====== Input material

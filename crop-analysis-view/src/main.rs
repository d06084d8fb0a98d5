//! Crop Analysis View
//!
//! Periodically pulls aggregate analytics from the analytics service and shows
//! the NDVI trend, field health distribution, yield forecast and a field
//! detail panel.
//!
//! Data flow:
//! 1. A refresh coroutine fetches `/api/crop-analysis` on mount and then once
//!    per trigger it receives.
//! 2. `use_interval` sends a trigger every 5 minutes while the view is mounted;
//!    the Refresh button sends one on demand. Both go through the same
//!    coroutine, so refreshes never overlap. Triggers that queued up while a
//!    request was in flight collapse into one refresh, and every request is
//!    aborted after the configured timeout.
//! 3. Each refresh takes a sequence token first. A successful response replaces
//!    the whole snapshot; a failure is logged and the previous snapshot stays.
//! 4. Chart payloads are memoized from the snapshot and re-rendered via D3.js
//!    only when they change.

use agri_core::chart::{HealthBarChart, NdviLineChart};
use agri_core::config::{ApiConfig, CROP_REFRESH_PERIOD};
use agri_core::refresh::{coalesce, RefreshTrigger};
use agri_dash_ui::components::{
    ChartContainer, ChartHeader, FieldDetails, FieldSelector, StatusIndicator, StatusPanel,
    YieldSummary,
};
use agri_dash_ui::interval::use_interval;
use agri_dash_ui::state::CropDashboardState;
use agri_dash_ui::theme::{StatusLevel, MUTED_TEXT, PRIMARY_600, PRIMARY_700};
use agri_dash_ui::{fetch, js_bridge};
use dioxus::prelude::*;
use futures::channel::mpsc::UnboundedReceiver;
use futures::StreamExt;

/// DOM ids for the D3 chart container divs.
const NDVI_CHART_ID: &str = "ndvi-chart";
const HEALTH_CHART_ID: &str = "health-chart";

fn main() {
    dioxus_logger::init(dioxus_logger::tracing::Level::INFO).expect("failed to init logger");
    dioxus::LaunchBuilder::new()
        .with_cfg(dioxus::web::Config::new().rootname("crop-analysis-root"))
        .launch(App);
}

/// Fetch once and reconcile the outcome into the view state.
async fn refresh(mut state: CropDashboardState, config: &ApiConfig) {
    let token = state.analysis.write().begin_refresh();
    state.refreshing.set(true);
    let result = fetch::crop_analysis(config).await;
    state.analysis.write().apply(token, result);
    state.refreshing.set(false);
}

fn status_indicators() -> Vec<StatusIndicator> {
    vec![
        StatusIndicator::new(StatusLevel::Green, "Satellite Data: Active"),
        StatusIndicator::new(StatusLevel::Green, "NDVI Processing: Online"),
        StatusIndicator::new(StatusLevel::Yellow, "Cloud Coverage: 15%"),
        StatusIndicator::new(StatusLevel::Green, "ML Models: Operational"),
    ]
}

#[component]
fn App() -> Element {
    let state = use_context_provider(CropDashboardState::new);

    // ─── Refresh worker: one fetch on mount, then one per trigger ───
    let refresher = use_coroutine(move |mut rx: UnboundedReceiver<RefreshTrigger>| async move {
        let config = fetch::api_config();
        log::info!("Crop analysis source: {}", config.crop_analysis_url());
        refresh(state, &config).await;
        while let Some(trigger) = rx.next().await {
            let (trigger, absorbed) = coalesce(trigger, &mut rx);
            log::debug!(
                "Crop analysis refresh: {:?} ({} queued triggers merged)",
                trigger,
                absorbed
            );
            refresh(state, &config).await;
        }
    });

    // ─── Recurring 5-minute poll, cancelled on unmount ───
    let ticks = refresher.tx();
    use_interval(CROP_REFRESH_PERIOD, move || {
        let _ = ticks.unbounded_send(RefreshTrigger::Scheduled);
    });

    // ─── Chart payloads, recomputed only when the snapshot changes ───
    let ndvi_chart = use_memo(move || NdviLineChart::new(&state.analysis.read().snapshot().ndvi));
    let health_chart =
        use_memo(move || HealthBarChart::new(&state.analysis.read().snapshot().health));

    use_effect(move || {
        js_bridge::init_charts();
        js_bridge::render_line_chart(NDVI_CHART_ID, &ndvi_chart.read());
        js_bridge::render_bar_chart(HEALTH_CHART_ID, &health_chart.read());
    });

    use_drop(|| {
        js_bridge::destroy_chart(NDVI_CHART_ID);
        js_bridge::destroy_chart(HEALTH_CHART_ID);
    });

    // ─── Render ───
    let (loaded, yield_prediction) = {
        let analysis = state.analysis.read();
        (
            analysis.has_loaded(),
            analysis.snapshot().yield_prediction.clone(),
        )
    };
    let refreshing = *state.refreshing.read();

    rsx! {
        div {
            class: "crop-analysis",
            style: "max-width: 1100px; margin: 0 auto; padding: 8px; font-family: system-ui, -apple-system, sans-serif;",

            div {
                class: "analysis-header",
                style: "display: flex; justify-content: space-between; align-items: flex-start; margin-bottom: 12px;",
                div {
                    h2 { style: "margin: 0; color: {PRIMARY_700};", "Crop Forecasting with Remote Sensing" }
                    p {
                        style: "margin: 4px 0 0 0; color: {MUTED_TEXT};",
                        "NDVI Analytics & Time-series ML for Crop Health Monitoring"
                    }
                }
                button {
                    style: "padding: 6px 12px; border: 1px solid {PRIMARY_600}; color: {PRIMARY_600}; background: white; border-radius: 4px; cursor: pointer;",
                    disabled: refreshing,
                    onclick: move |_| refresher.send(RefreshTrigger::Manual),
                    if refreshing { "Refreshing..." } else { "Refresh" }
                }
            }

            div {
                class: "analysis-grid",
                style: "display: grid; grid-template-columns: repeat(auto-fit, minmax(420px, 1fr)); gap: 16px;",

                div {
                    class: "chart-container",
                    ChartHeader { title: "NDVI Time Series Analysis".to_string() }
                    ChartContainer { id: NDVI_CHART_ID.to_string(), empty: !loaded }
                }

                div {
                    class: "chart-container",
                    ChartHeader { title: "Field Health Distribution".to_string() }
                    ChartContainer { id: HEALTH_CHART_ID.to_string(), empty: !loaded }
                }

                if let Some(prediction) = yield_prediction {
                    YieldSummary { prediction }
                }

                div {
                    class: "field-management",
                    ChartHeader { title: "Field-Level Analysis".to_string() }
                    FieldSelector {}
                    FieldDetails {}
                }

                StatusPanel { indicators: status_indicators() }
            }
        }
    }
}
//! Satellite image command.

use crate::report::satellite_report;
use agri_core::api::AnalyticsClient;
use agri_core::ids::ImageId;
use agri_core::imagery::AnalysisMode;
use agri_core::satellite::SatelliteViewerState;

/// Fetch the image list once and print the viewer report in `mode`,
/// optionally selecting `select` instead of the first image.
pub async fn run_satellite_images(
    client: &AnalyticsClient,
    mode: AnalysisMode,
    select: Option<&str>,
) -> anyhow::Result<()> {
    let result = client.satellite_images().await;
    if let Err(e) = &result {
        anyhow::bail!(
            "Failed to fetch {}: {}",
            client.config().satellite_images_url(),
            e
        );
    }

    let mut state = SatelliteViewerState::new();
    state.apply(result);
    state.set_mode(mode);
    if let Some(id) = select {
        state.select(&ImageId::from(id));
    }

    println!("{}", satellite_report(&state));
    Ok(())
}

============

### [Task details]
Repeat only what lies between the first line of the data and the line containing "queued up while a", both of those lines included, exactly as it stands.

### [Response area]
filename crop-analysis-view/src/main.rs
repository d06084d8fb0a98d5
//! Crop Analysis View
//!
//! Periodically pulls aggregate analytics from the analytics service and shows
//! the NDVI trend, field health distribution, yield forecast and a field
//! detail panel.
//!
//! Data flow:
//! 1. A refresh coroutine fetches `/api/crop-analysis` on mount and then once
//!    per trigger it receives.
//! 2. `use_interval` sends a trigger every 5 minutes while the view is mounted;
//!    the Refresh button sends one on demand. Both go through the same
//!    coroutine, so refreshes never overlap. Triggers that queued up while a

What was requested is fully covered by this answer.